Sigamos con las cuestiones de fondo. Si el IVA es un impuesto sobre el valor añadido deberíamos inmediatamente preguntarnos: ¿es la muerte un valor añadido? Profunda y enigmática cuestión que solo pueden despejarnos los economistas o los teólogos. Más dudas e interrogantes. El impuesto sobre el lujo recarga al que decide adquirir un bien suntuario para satisfacer su vanidad o buscarse un placer. La muerte es un acontecimiento que, en la inmensa mayoría de los casos, no cuenta con la anuencia del sujeto pasivo tributario. El hecho que genera el tributo es de efectos automáticos e ineludibles. Sin embargo, me malicio que los mecanismos para cobrar el impuesto de sociedades a las lucrativas empresas funerarias no deben ser tan eficientes.

Sin embargo, es cierto que el impuesto puede proporcionar en vida ciertas satisfacciones.
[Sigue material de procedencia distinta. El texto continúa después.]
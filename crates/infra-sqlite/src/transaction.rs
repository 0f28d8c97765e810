// SQLite Transaction Implementation
//
// Writers open with BEGIN IMMEDIATE so the write lock is taken up front; a
// deferred transaction that reads first and upgrades later fails with
// SQLITE_BUSY instead of waiting on busy_timeout.

use crate::error::map_sqlx_error;
use crate::rows::{into_enrollments, load_confirmed, load_course, EnrollmentRow};
use async_trait::async_trait;
use enrollment_core::domain::{
    AuditEntry, ConfirmedEnrollment, CourseId, CourseOffering, Enrollment, EnrollmentId,
    NewEnrollment, SeatChange, StudentId,
};
use enrollment_core::error::{AppError, Result};
use enrollment_core::port::{EnrollmentStore, EnrollmentTransaction, Transaction};
use sqlx::pool::PoolConnection;
use sqlx::{Sqlite, SqliteConnection, SqlitePool};
use tracing::warn;

const ENROLLMENT_COLUMNS: &str = "id, student_id, course_id, status, waitlist_position, grade, \
     rejection_reason, job_id, created_at, updated_at, dropped_at";

pub struct SqliteEnrollmentStore {
    pool: SqlitePool,
}

impl SqliteEnrollmentStore {
    pub fn new(pool: SqlitePool) -> Self {
        Self { pool }
    }
}

#[async_trait]
impl EnrollmentStore for SqliteEnrollmentStore {
    async fn begin(&self) -> Result<Box<dyn EnrollmentTransaction>> {
        let mut conn = self.pool.acquire().await.map_err(map_sqlx_error)?;
        sqlx::query("BEGIN IMMEDIATE")
            .execute(&mut *conn)
            .await
            .map_err(map_sqlx_error)?;

        Ok(Box::new(SqliteEnrollmentTransaction { conn: Some(conn) }))
    }

    async fn waitlist(&self, course_id: CourseId) -> Result<Vec<Enrollment>> {
        let rows = sqlx::query_as::<_, EnrollmentRow>(&format!(
            "SELECT {} FROM enrollments WHERE course_id = ? AND status = 'WAITLISTED' \
             ORDER BY waitlist_position ASC",
            ENROLLMENT_COLUMNS
        ))
        .bind(course_id)
        .fetch_all(&self.pool)
        .await
        .map_err(map_sqlx_error)?;

        into_enrollments(rows)
    }

    async fn find_enrollment(&self, id: EnrollmentId) -> Result<Option<Enrollment>> {
        let row = sqlx::query_as::<_, EnrollmentRow>(&format!(
            "SELECT {} FROM enrollments WHERE id = ?",
            ENROLLMENT_COLUMNS
        ))
        .bind(id)
        .fetch_optional(&self.pool)
        .await
        .map_err(map_sqlx_error)?;

        row.map(EnrollmentRow::into_enrollment).transpose()
    }
}

/// One open write transaction on a pooled connection
pub struct SqliteEnrollmentTransaction {
    conn: Option<PoolConnection<Sqlite>>,
}

impl SqliteEnrollmentTransaction {
    fn conn(&mut self) -> Result<&mut SqliteConnection> {
        self.conn
            .as_deref_mut()
            .ok_or_else(|| AppError::InvalidState("transaction already finished".to_string()))
    }

    async fn finish(&mut self, statement: &str) -> Result<()> {
        let mut conn = self
            .conn
            .take()
            .ok_or_else(|| AppError::InvalidState("transaction already finished".to_string()))?;

        if let Err(e) = sqlx::query(statement).execute(&mut *conn).await {
            // A failed COMMIT leaves the transaction open; close it before
            // the connection goes back to the pool
            if let Err(rollback_err) = sqlx::query("ROLLBACK").execute(&mut *conn).await {
                warn!(error = %rollback_err, "Rollback after failed {} also failed", statement);
                drop(conn.detach());
            }
            return Err(map_sqlx_error(e));
        }
        Ok(())
    }
}

impl Drop for SqliteEnrollmentTransaction {
    fn drop(&mut self) {
        let Some(mut conn) = self.conn.take() else {
            return;
        };
        // Dropped without commit/rollback: roll back off the async path
        match tokio::runtime::Handle::try_current() {
            Ok(handle) => {
                handle.spawn(async move {
                    if let Err(e) = sqlx::query("ROLLBACK").execute(&mut *conn).await {
                        warn!(error = %e, "Rollback of abandoned transaction failed");
                        drop(conn.detach());
                    }
                });
            }
            Err(_) => drop(conn.detach()),
        }
    }
}

#[async_trait]
impl Transaction for SqliteEnrollmentTransaction {
    async fn commit(mut self: Box<Self>) -> Result<()> {
        self.finish("COMMIT").await
    }

    async fn rollback(mut self: Box<Self>) -> Result<()> {
        self.finish("ROLLBACK").await
    }
}

#[async_trait]
impl EnrollmentTransaction for SqliteEnrollmentTransaction {
    async fn get_course(&mut self, course_id: CourseId) -> Result<Option<CourseOffering>> {
        load_course(self.conn()?, course_id).await
    }

    async fn student_exists(&mut self, student_id: StudentId) -> Result<bool> {
        let found: Option<i64> = sqlx::query_scalar("SELECT id FROM students WHERE id = ?")
            .bind(student_id)
            .fetch_optional(self.conn()?)
            .await
            .map_err(map_sqlx_error)?;
        Ok(found.is_some())
    }

    async fn list_confirmed_enrollments(
        &mut self,
        student_id: StudentId,
        term: Option<&str>,
    ) -> Result<Vec<ConfirmedEnrollment>> {
        load_confirmed(self.conn()?, student_id, term).await
    }

    async fn find_active_enrollment(
        &mut self,
        student_id: StudentId,
        course_id: CourseId,
    ) -> Result<Option<Enrollment>> {
        let sql = format!(
            "SELECT {} FROM enrollments WHERE student_id = ? AND course_id = ? \
             AND status IN ('PENDING', 'CONFIRMED', 'WAITLISTED') LIMIT 1",
            ENROLLMENT_COLUMNS
        );
        let row = sqlx::query_as::<_, EnrollmentRow>(&sql)
            .bind(student_id)
            .bind(course_id)
            .fetch_optional(self.conn()?)
            .await
            .map_err(map_sqlx_error)?;

        row.map(EnrollmentRow::into_enrollment).transpose()
    }

    async fn find_enrollment_by_job(&mut self, job_id: &str) -> Result<Option<Enrollment>> {
        let sql = format!(
            "SELECT {} FROM enrollments WHERE job_id = ? ORDER BY id DESC LIMIT 1",
            ENROLLMENT_COLUMNS
        );
        let row = sqlx::query_as::<_, EnrollmentRow>(&sql)
            .bind(job_id)
            .fetch_optional(self.conn()?)
            .await
            .map_err(map_sqlx_error)?;

        row.map(EnrollmentRow::into_enrollment).transpose()
    }

    async fn find_enrollment_by_id(&mut self, id: EnrollmentId) -> Result<Option<Enrollment>> {
        let sql = format!("SELECT {} FROM enrollments WHERE id = ?", ENROLLMENT_COLUMNS);
        let row = sqlx::query_as::<_, EnrollmentRow>(&sql)
            .bind(id)
            .fetch_optional(self.conn()?)
            .await
            .map_err(map_sqlx_error)?;

        row.map(EnrollmentRow::into_enrollment).transpose()
    }

    async fn insert_enrollment(&mut self, new: &NewEnrollment) -> Result<Enrollment> {
        let sql = format!(
            r#"
            INSERT INTO enrollments (
                student_id, course_id, status, waitlist_position,
                rejection_reason, job_id, created_at, updated_at
            ) VALUES (?, ?, ?, ?, ?, ?, ?, ?)
            RETURNING {}
            "#,
            ENROLLMENT_COLUMNS
        );
        let row = sqlx::query_as::<_, EnrollmentRow>(&sql)
            .bind(new.student_id)
            .bind(new.course_id)
            .bind(new.status.to_string())
            .bind(new.waitlist_position)
            .bind(&new.rejection_reason)
            .bind(&new.job_id)
            .bind(new.created_at)
            .bind(new.created_at)
            .fetch_one(self.conn()?)
            .await
            .map_err(map_sqlx_error)?;

        row.into_enrollment()
    }

    async fn update_enrollment(&mut self, enrollment: &Enrollment) -> Result<()> {
        let result = sqlx::query(
            r#"
            UPDATE enrollments
            SET status = ?, waitlist_position = ?, grade = ?, rejection_reason = ?,
                updated_at = ?, dropped_at = ?
            WHERE id = ?
            "#,
        )
        .bind(enrollment.status.to_string())
        .bind(enrollment.waitlist_position)
        .bind(&enrollment.grade)
        .bind(&enrollment.rejection_reason)
        .bind(enrollment.updated_at)
        .bind(enrollment.dropped_at)
        .bind(enrollment.id)
        .execute(self.conn()?)
        .await
        .map_err(map_sqlx_error)?;

        if result.rows_affected() == 0 {
            return Err(AppError::NotFound(format!(
                "Enrollment {} not found",
                enrollment.id
            )));
        }
        Ok(())
    }

    async fn compare_and_swap_seats(&mut self, change: &SeatChange) -> Result<bool> {
        let result = sqlx::query(
            r#"
            UPDATE courses
            SET current_enrollment = ?, version = ?, status = ?,
                updated_at = CAST(strftime('%s', 'now') AS INTEGER) * 1000
            WHERE id = ? AND version = ?
            "#,
        )
        .bind(change.new_enrollment)
        .bind(change.new_version)
        .bind(change.new_status.to_string())
        .bind(change.course_id)
        .bind(change.expected_version)
        .execute(self.conn()?)
        .await
        .map_err(map_sqlx_error)?;

        Ok(result.rows_affected() == 1)
    }

    async fn next_waitlist_position(&mut self, course_id: CourseId) -> Result<i32> {
        let max: Option<i32> = sqlx::query_scalar(
            "SELECT MAX(waitlist_position) FROM enrollments \
             WHERE course_id = ? AND status = 'WAITLISTED'",
        )
        .bind(course_id)
        .fetch_one(self.conn()?)
        .await
        .map_err(map_sqlx_error)?;

        Ok(max.unwrap_or(0) + 1)
    }

    async fn next_waitlisted(&mut self, course_id: CourseId) -> Result<Option<Enrollment>> {
        let sql = format!(
            "SELECT {} FROM enrollments WHERE course_id = ? AND status = 'WAITLISTED' \
             ORDER BY waitlist_position ASC LIMIT 1",
            ENROLLMENT_COLUMNS
        );
        let row = sqlx::query_as::<_, EnrollmentRow>(&sql)
            .bind(course_id)
            .fetch_optional(self.conn()?)
            .await
            .map_err(map_sqlx_error)?;

        row.map(EnrollmentRow::into_enrollment).transpose()
    }

    async fn shift_waitlist_after(&mut self, course_id: CourseId, position: i32) -> Result<u64> {
        let result = sqlx::query(
            r#"
            UPDATE enrollments
            SET waitlist_position = waitlist_position - 1
            WHERE course_id = ? AND status = 'WAITLISTED' AND waitlist_position > ?
            "#,
        )
        .bind(course_id)
        .bind(position)
        .execute(self.conn()?)
        .await
        .map_err(map_sqlx_error)?;

        Ok(result.rows_affected())
    }

    async fn append_audit(&mut self, entry: &AuditEntry) -> Result<()> {
        let changes = serde_json::to_string(&entry.changes)?;
        sqlx::query(
            r#"
            INSERT INTO audit_log (actor, action, entity_type, entity_id, changes, created_at)
            VALUES (?, ?, ?, ?, ?, ?)
            "#,
        )
        .bind(&entry.actor)
        .bind(entry.action.to_string())
        .bind(&entry.entity_type)
        .bind(entry.entity_id)
        .bind(changes)
        .bind(entry.created_at)
        .execute(self.conn()?)
        .await
        .map_err(map_sqlx_error)?;

        Ok(())
    }
}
Si usted es funcionario o pensionista tiene la seguridad y la confianza de que, a partir del trance, no sufrirá más amputaciones económicas ni disminución de derechos.

Si ha conseguido sobrevivir a los recortes en la sanidad pública le queda la satisfacción de contribuir a su mantenimiento y a la conservación de los puestos de trabajo. Piense también en la escuela pública y en la cantidad de profesores y alumnos que se beneficiarán con su muerte.

Cuando llegue el día de la partida estaremos aportando nuestro último tributo a las arcas públicas contribuyendo así al logro del sagrado equilibrio presupuestario y a la disminución del déficit público. Los mercados y Bruselas se lo agradecerán.

En fin, si no fuera porque la adrenalina está por las nubes sería para morirse de risa. No se desanime, inténtelo y contribuya a sanear las cuentas del Estado.

José Antonio Martín Pallín, abogado, es magistrado emérito del Tribunal Supremo y comisionado de la Comisión Internacional de Juristas (Ginebra).